Il testo originale e le sue evoluzioni
Eduardo De Filippo scrisse “Ditegli sempre di sì”, originariamente intitolato “Chill’è pazzo!”, nel 1927. La prima rappresentazione avvenne per la compagnia del fratellastro Vincenzo Scarpetta. Fu solo nel 1932 che il drammaturgo decise di apportare modifiche significative al testo.
Queste revisioni avvennero in occasione di una nuova messa in scena. Eduardo lavorò a fianco dei suoi fratelli. Le modifiche includevano la riduzione del numero dei personaggi. Venne anche rivisto l'intreccio della storia. Nonostante le modifiche, la pazzia rimane il tema centrale della vicenda.
La pazzia costituisce uno dei topoi letterari e teatrali più efficaci. Viene utilizzata sia come espediente comico che tragico. In “Ditegli sempre di sì”, la follia è il vero motore che guida l'azione comica.

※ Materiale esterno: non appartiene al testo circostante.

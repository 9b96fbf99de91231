//! OpenAI Chat Completions API adapter.
//!
//! Reasoning is configuration-only on this API (`reasoning_effort`); there
//! is no message-level reasoning item, and web search is configured through
//! top-level `web_search_options` rather than a tool definition.

use std::collections::HashMap;
use std::sync::{Arc, RwLock};
use std::time::Duration;

use anyhow::Result;
use async_trait::async_trait;
use serde::{Deserialize, Serialize};
use serde_json::{json, Value};
use tracing::{debug, info};

use crate::client::{
    apply_additional_parameters, read_body_with_debug, send_request, EndpointClient,
};
use crate::debug::{DebugSpan, HttpDebugger};
use crate::streaming::{stream_emit, BufferedStreamer, ResolvedStreamConfig, SseLineScanner};
use crate::tool_mapping::{build_tool_choice_name_mapping, tool_description};
use crate::types::*;
use crate::CompletionProvider;

const CHAT_COMPLETIONS_PATH: &str = "chat/completions";

/// `CompletionProvider` for the OpenAI Chat Completions API.
pub struct OpenAiChatCompletionsApi {
    state: RwLock<ProviderState>,
    debugger: Option<Arc<HttpDebugger>>,
}

struct ProviderState {
    param: ProviderParam,
    client: Option<EndpointClient>,
}

impl OpenAiChatCompletionsApi {
    pub fn new(
        param: ProviderParam,
        debugger: Option<Arc<HttpDebugger>>,
    ) -> Result<OpenAiChatCompletionsApi> {
        if param.name.is_empty() || param.origin.is_empty() {
            anyhow::bail!("openai chat completions api: invalid args");
        }
        Ok(OpenAiChatCompletionsApi {
            state: RwLock::new(ProviderState {
                param,
                client: None,
            }),
            debugger,
        })
    }

    fn snapshot(&self) -> (ProviderParam, Option<EndpointClient>) {
        let state = self.state.read().unwrap();
        (state.param.clone(), state.client.clone())
    }

    fn auth_headers(param: &ProviderParam) -> Vec<(String, String)> {
        let mut headers = vec![(
            DEFAULT_AUTHORIZATION_HEADER_KEY.to_string(),
            format!("Bearer {}", param.api_key),
        )];
        let custom = param.api_key_header_key.trim();
        if !custom.is_empty() && !custom.eq_ignore_ascii_case(DEFAULT_AUTHORIZATION_HEADER_KEY) {
            headers.push((custom.to_string(), param.api_key.clone()));
        }
        headers
    }

    fn fail(
        &self,
        mut resp: FetchCompletionResponse,
        span: Option<&DebugSpan>,
        full: Option<&Value>,
        message: String,
        is_nil_resp: bool,
    ) -> CompletionError {
        if let Some(d) = &self.debugger {
            resp.debug_details = d.build_debug_details(span, full, Some(&message), is_nil_resp);
        }
        if resp.usage.is_none() {
            resp.usage = Some(Usage::default());
        }
        resp.error = Some(ErrorDetail {
            message: message.clone(),
        });
        CompletionError::with_response(message, resp)
    }

    async fn do_non_streaming(
        &self,
        client: &EndpointClient,
        param: &ProviderParam,
        body: Value,
        timeout: Duration,
        name_map: &HashMap<String, ToolChoice>,
    ) -> Result<FetchCompletionResponse, CompletionError> {
        let span = self.debugger.as_ref().map(|d| d.start_span());
        let mut resp = FetchCompletionResponse::default();

        let request = match build_post(client, param, &body, timeout, false) {
            Ok(r) => r,
            Err(e) => return Err(CompletionError::new(e.to_string())),
        };

        let response = match send_request(&client.http, request, span.as_ref()).await {
            Ok(r) => r,
            Err(e) => return Err(self.fail(resp, span.as_deref(), None, e.to_string(), false)),
        };

        let bytes = match read_body_with_debug(response, span.as_ref()).await {
            Ok(b) => b,
            Err(e) => return Err(self.fail(resp, span.as_deref(), None, e.to_string(), false)),
        };

        let parsed: ChatResponse = match serde_json::from_slice(&bytes) {
            Ok(p) => p,
            Err(e) => {
                return Err(self.fail(
                    resp,
                    span.as_deref(),
                    None,
                    format!("failed to parse response: {e}"),
                    false,
                ));
            }
        };

        let is_nil_resp = parsed.choices.is_empty();
        let full = serde_json::to_value(&parsed).ok();
        if let Some(d) = &self.debugger {
            resp.debug_details =
                d.build_debug_details(span.as_deref(), full.as_ref(), None, is_nil_resp);
        }
        resp.usage = Some(usage_from_chat(&parsed));
        if !is_nil_resp {
            resp.outputs = outputs_from_chat(&parsed, name_map);
        }
        Ok(resp)
    }

    #[allow(clippy::too_many_arguments)]
    async fn do_streaming(
        &self,
        client: &EndpointClient,
        param: &ProviderParam,
        model: &str,
        body: Value,
        timeout: Duration,
        opts: &FetchCompletionOptions,
        name_map: &HashMap<String, ToolChoice>,
    ) -> Result<FetchCompletionResponse, CompletionError> {
        let span = self.debugger.as_ref().map(|d| d.start_span());
        let stream_cfg = ResolvedStreamConfig::from_options(opts);

        // This API exposes no reasoning stream, so only text is buffered.
        let text_streamer = BufferedStreamer::new(
            stream_emit(
                opts.stream_handler.clone(),
                StreamContentKind::Text,
                param.name.clone(),
                model.to_string(),
            ),
            stream_cfg.flush_interval,
            stream_cfg.flush_chunk_size,
        );

        let mut resp = FetchCompletionResponse::default();
        let request = match build_post(client, param, &body, timeout, true) {
            Ok(r) => r,
            Err(e) => return Err(CompletionError::new(e.to_string())),
        };

        let mut response = match send_request(&client.http, request, span.as_ref()).await {
            Ok(r) => r,
            Err(e) => {
                text_streamer.flush();
                return Err(self.fail(resp, span.as_deref(), None, e.to_string(), false));
            }
        };

        let mut scanner = SseLineScanner::new();
        let mut acc = ChatAccumulator::default();
        let mut stream_err: Option<String> = None;

        loop {
            match response.chunk().await {
                Ok(Some(chunk)) => {
                    if let Some(span) = &span {
                        span.append_response_body(&chunk);
                    }
                    let res = scanner.push(&chunk, |line| {
                        handle_sse_line(line, &mut acc, &text_streamer)
                    });
                    if let Err(e) = res {
                        stream_err = Some(e.to_string());
                        break;
                    }
                }
                Ok(None) => break,
                Err(e) => {
                    stream_err = Some(format!("stream read failed: {e}"));
                    break;
                }
            }
        }
        if stream_err.is_none() {
            if let Err(e) =
                scanner.finish(|line| handle_sse_line(line, &mut acc, &text_streamer))
            {
                stream_err = Some(e.to_string());
            }
        }

        text_streamer.flush();
        if let Some(span) = &span {
            span.finalize_response_body();
        }

        let parsed = acc.into_response();
        let is_nil_resp = parsed.choices.is_empty();
        let full = serde_json::to_value(&parsed).ok();
        if let Some(d) = &self.debugger {
            resp.debug_details = d.build_debug_details(
                span.as_deref(),
                full.as_ref(),
                stream_err.as_deref(),
                is_nil_resp,
            );
        }
        resp.usage = Some(usage_from_chat(&parsed));
        if !is_nil_resp {
            resp.outputs = outputs_from_chat(&parsed, name_map);
        }

        match stream_err {
            Some(msg) => {
                resp.error = Some(ErrorDetail { message: msg.clone() });
                Err(CompletionError::with_response(msg, resp))
            }
            None => Ok(resp),
        }
    }
}

fn build_post(
    client: &EndpointClient,
    param: &ProviderParam,
    body: &Value,
    timeout: Duration,
    streaming: bool,
) -> Result<reqwest::Request> {
    let mut builder = client
        .http
        .post(&client.endpoint)
        .timeout(timeout)
        .header("Content-Type", "application/json")
        .json(body);
    if streaming {
        builder = builder.header("Accept", "text/event-stream");
    }
    for (k, v) in OpenAiChatCompletionsApi::auth_headers(param) {
        builder = builder.header(k, v);
    }
    Ok(builder.build()?)
}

Permette di creare situazioni surreali e divertenti.
Il Teatro Ambra Jovinelli si conferma un punto di riferimento per la scena teatrale romana. La scelta di proporre un classico di Eduardo De Filippo in una chiave moderna e interpretata da giovani talenti è una mossa strategica. Mira ad attrarre un pubblico eterogeneo. Offre un'esperienza teatrale che unisce la tradizione alla sperimentazione. La commedia, con la sua capacità di far ridere e riflettere, promette di conquistare il pubblico capitolino.
Le informazioni logistiche sono chiare. Il teatro si trova in Via Guglielmo Pepe 45. Gli orari degli spettacoli sono stati dettagliati per facilitare la pianificazione. La fascia di prezzo dei biglietti è accessibile. Il sito web dedicato offre ulteriori dettagli. L'evento rappresenta un'ottima occasione per riscoprire un capolavoro del teatro italiano. È anche un modo per sostenere la giovane scena teatrale nazionale. La commedia di Eduardo De Filippo continua a parlare al pubblico di oggi. La sua attualità tematica, unita alla comicità intrinseca, la rende un appuntamento imperdibile.
La scelta di un regista giovane come Domenico Pinelli è significativa. Dimostra la volontà del teatro di dare spazio a nuove generazioni di artisti. Questo approccio può portare a interpretazioni innovative e stimolanti. La collaborazione con la produzione Gli Ipocriti Melina Balsamo rafforza ulteriormente la credibilità dell'iniziativa. Il successo delle rappresentazioni precedenti è un ulteriore incentivo a non perdere questo spettacolo. La commedia esplora le sfumature della mente umana. Lo fa con un umorismo che non scade mai nel banale. La pazzia, trattata con rispetto e intelligenza, diventa uno specchio delle nostre stesse fragilità.
Il pubblico è invitato a partecipare numerosi. L'esperienza teatrale promette di essere coinvolgente. Offre momenti di svago e spunti di riflessione. La commedia di Eduardo De Filippo è un classico intramontabile. La sua messa in scena all'Ambra Jovinelli promette di essere un successo. Un'occasione per vivere la magia del teatro.